As a shepherd boy, with my strong and handy staff at my disposal, I was ready to do just about anything to protect each cow from the youngest to the oldest. I knew each cow by name and they all recognised me. They never felt threatened by my presence. They knew when I felt upset by their bad behaviour. I knew those that were stubborn and aggressive such as Angolo; or the ones that were of tenderly behaviour like Ogelese. I knew how to build relationship with each of them. I knew when it was time to lead them out for grazing. I knew the best places to lead them to for fresh running water. I also knew when to lead them back to the camp and tether them to their posts. The welfare of each cow was my priority. 

Each cow had its own unique distinguishing characteristics and I could spot any behavioural change in any of them. I could quickly tell whenever a cow showed any sign of distress. I had a tender relationship with the young ones because of their fragility. They could easily stray away from their mothers while grazing in the field. I kept close watch on each ensuring that none strayed away from the group. 
From the early morning, until evening, I guided the herd through the forest, across rivers and over hill tops. 

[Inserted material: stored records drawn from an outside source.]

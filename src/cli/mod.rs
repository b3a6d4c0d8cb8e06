mod skills;
mod users;

pub use skills::SkillCommands;
pub use users::UserCommands;

use clap::{Parser, Subcommand};

/// GeoObra Server - jobs matched to workers by skills and proximity
#[derive(Parser)]
#[command(name = "geoobra-server")]
#[command(author, version, about, long_about = None)]
pub struct Cli {
    #[command(subcommand)]
    pub command: Option<Commands>,
}

#[derive(Subcommand)]
pub enum Commands {
    /// Run the server (default)
    Serve,

    /// User management commands
    #[command(subcommand)]
    User(UserCommands),

    /// Skill catalogue commands
    #[command(subcommand)]
    Skill(SkillCommands),
}

/// Truncate string to max length with ellipsis
pub(crate) fn truncate(s: &str, max_len: usize) -> String {
    if s.chars().count() <= max_len {
        s.to_string()
    } else {
        let kept: String = s.chars().take(max_len.saturating_sub(3)).collect();
        format!("{}...", kept)
    }
}
//! Input validation shared by request handlers and the CLI.

use std::fmt;

pub const USER_NAME_LEN: (usize, usize) = (2, 100);
pub const PASSWORD_LEN: (usize, usize) = (6, 128);
pub const SKILL_NAME_LEN: (usize, usize) = (2, 80);
pub const STREET_LEN: (usize, usize) = (2, 120);
pub const CITY_LEN: (usize, usize) = (2, 80);
pub const STATE_LEN: (usize, usize) = (2, 50);
pub const ZIP_CODE_LEN: (usize, usize) = (2, 20);
pub const JOB_TITLE_LEN: (usize, usize) = (3, 120);
pub const JOB_DESCRIPTION_LEN: (usize, usize) = (10, 1024);
const EMAIL_MAX_LEN: usize = 255;

/// Rejected field with a human-readable reason
#[derive(Debug, Clone, PartialEq, Eq)]
pub struct ValidationError {
    pub field: &'static str,
    pub message: String,
}

impl ValidationError {
    pub fn new(field: &'static str, message: impl Into<String>) -> Self {
        Self {
            field,
            message: message.into(),
        }
    }
}

impl fmt::Display for ValidationError {
    fn fmt(&self, f: &mut fmt::Formatter<'_>) -> fmt::Result {
        write!(f, "{}: {}", self.field, self.message)
    }
}

impl std::error::Error for ValidationError {}

/// Trim `value` and check its length in characters
pub fn text_field(
    field: &'static str,
    value: &str,
    (min, max): (usize, usize),
) -> Result<String, ValidationError> {
    let trimmed = value.trim();
    let len = trimmed.chars().count();

    if len < min || len > max {
        return Err(ValidationError::new(
            field,
            format!("must be between {} and {} characters", min, max),
        ));
    }
    Ok(trimmed.to_string())
}

/// Normalize an email (trimmed, lower-cased) and check its shape
pub fn email(value: &str) -> Result<String, ValidationError> {
    let normalized = value.trim().to_lowercase();
    let invalid = || ValidationError::new("email", "value is not a valid email address");

    if normalized.len() > EMAIL_MAX_LEN || normalized.chars().any(char::is_whitespace) {
        return Err(invalid());
    }

    let (local, domain) = normalized.split_once('@').ok_or_else(invalid)?;
    let domain_ok = !domain.contains('@')
        && domain.contains('.')
        && domain
            .split('.')
            .all(|label| !label.is_empty() && !label.starts_with('-') && !label.ends_with('-'));

    if local.is_empty() || !domain_ok {
        return Err(invalid());
    }
    Ok(normalized)
}

/// Passwords are checked for length only and never trimmed
pub fn password(value: &str) -> Result<(), ValidationError> {
    let (min, max) = PASSWORD_LEN;
    let len = value.chars().count();
    if len < min || len > max {
        return Err(ValidationError::new(
            "password",
            format!("must be between {} and {} characters", min, max),
        ));
    }
    Ok(())
}

pub fn latitude(value: Option<f64>) -> Result<Option<f64>, ValidationError> {
    match value {
        Some(v) if !v.is_finite() || !(-90.0..=90.0).contains(&v) => Err(ValidationError::new(
            "latitude",
            "latitude must be between -90 and 90 degrees",
        )),
        other => Ok(other),
    }
}

pub fn longitude(value: Option<f64>) -> Result<Option<f64>, ValidationError> {
    match value {
        Some(v) if !v.is_finite() || !(-180.0..=180.0).contains(&v) => Err(ValidationError::new(
            "longitude",
            "longitude must be between -180 and 180 degrees",
        )),
        other => Ok(other),
    }
}

/// Coordinates that must both be present (addresses)
pub fn required_coordinates(
    lat: Option<f64>,
    lng: Option<f64>,
) -> Result<(f64, f64), ValidationError> {
    let lat = latitude(lat)?.ok_or_else(|| ValidationError::new("latitude", "field required"))?;
    let lng = longitude(lng)?.ok_or_else(|| ValidationError::new("longitude", "field required"))?;
    Ok((lat, lng))
}

#[cfg(test)]
mod tests {
    use super::*;

    #[test]
    fn test_text_field_trims_and_counts_chars() {
        assert_eq!(
            text_field("name", "  Elétrica  ", SKILL_NAME_LEN).unwrap(),
            "Elétrica"
        );
        assert_eq!(text_field("name", "ção", (3, 3)).unwrap(), "ção");

        let err = text_field("name", " a ", SKILL_NAME_LEN).unwrap_err();
        assert_eq!(err.to_string(), "name: must be between 2 and 80 characters");
        assert!(text_field("title", &"x".repeat(121), JOB_TITLE_LEN).is_err());
    }

    #[test]
    fn test_email() {
        assert_eq!(email(" Joao@Obra.COM ").unwrap(), "joao@obra.com");
        assert!(email("joao.silva+obra@mail.example.br").is_ok());

        for bad in ["", "joao", "@obra.com", "joao@", "joao@obra", "jo ao@obra.com", "a@b@c.com", "joao@.com"] {
            assert!(email(bad).is_err(), "{} should be rejected", bad);
        }
    }

    #[test]
    fn test_password_length() {
        assert!(password("123456").is_ok());
        assert!(password("12345").is_err());
        assert!(password(&"x".repeat(129)).is_err());
    }

    #[test]
    fn test_coordinate_ranges() {
        assert_eq!(latitude(Some(-90.0)).unwrap(), Some(-90.0));
        assert_eq!(latitude(None).unwrap(), None);
        assert_eq!(longitude(Some(180.0)).unwrap(), Some(180.0));

        assert_eq!(
            latitude(Some(90.5)).unwrap_err().message,
            "latitude must be between -90 and 90 degrees"
        );
        assert_eq!(
            longitude(Some(-181.0)).unwrap_err().message,
            "longitude must be between -180 and 180 degrees"
        );
        assert!(latitude(Some(f64::NAN)).is_err());
    }

    #[test]
    fn test_required_coordinates() {
        assert_eq!(
            required_coordinates(Some(-23.5), Some(-46.6)).unwrap(),
            (-23.5, -46.6)
        );
        assert_eq!(
            required_coordinates(None, Some(1.0)).unwrap_err().field,
            "latitude"
        );
        assert_eq!(
            required_coordinates(Some(1.0), Some(200.0)).unwrap_err().field,
            "longitude"
        );
    }
}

The irony of all these was that the cows under my care did not have to do anything. They simply knew that I would always be there for them, cleaning their sheds, protecting them and keeping them away from harm’s way, providing for them, and showing tenderness, understanding, tolerance, and warmth. The burden of looking after their welfare rested on me. They went wherever I led them to. They did whatever I wanted them to do. They obeyed me largely. I had a way of making them to comply with my instruction. That was why I always had my staff stick with me. That was my staff of authority over them. They knew the purpose. They knew I could be caring. They also knew that I could be tough on them if it became necessary. They just knew that I could never lead them to dangerous places. They trusted me to do whatever was right to keep them safe. I did not however take them for granted. I would never make them do what was not consistent with their nature. That was a great personal relationship built over many years of leading the cows to and from green pastures. 
They did not need to ask me for anything. They just got it. They did not need to work before they ate. They did not need to cry before I knew they were in distress. I just knew from the way I related to each of them individually. I cared less about my own safety as I felt secured in their midst. I could walk miles in the forest with my cattle. I was not worried about anything except their welfare. Nothing bordered me. I thought about nothing other than seeing that all of them were taken out every morning, were properly fed, led to clean water to drink, and returned them to their sheds unharmed every evening. 
Every evening, I would render the day's account to my father. I would give him details of what happened. As well as draw his attention to anything that I thought would require his urgent attention especially when it affected the wellbeing of any cow. My father would thank me for the day’s job and would make me feel that I had done a great job for him and the family.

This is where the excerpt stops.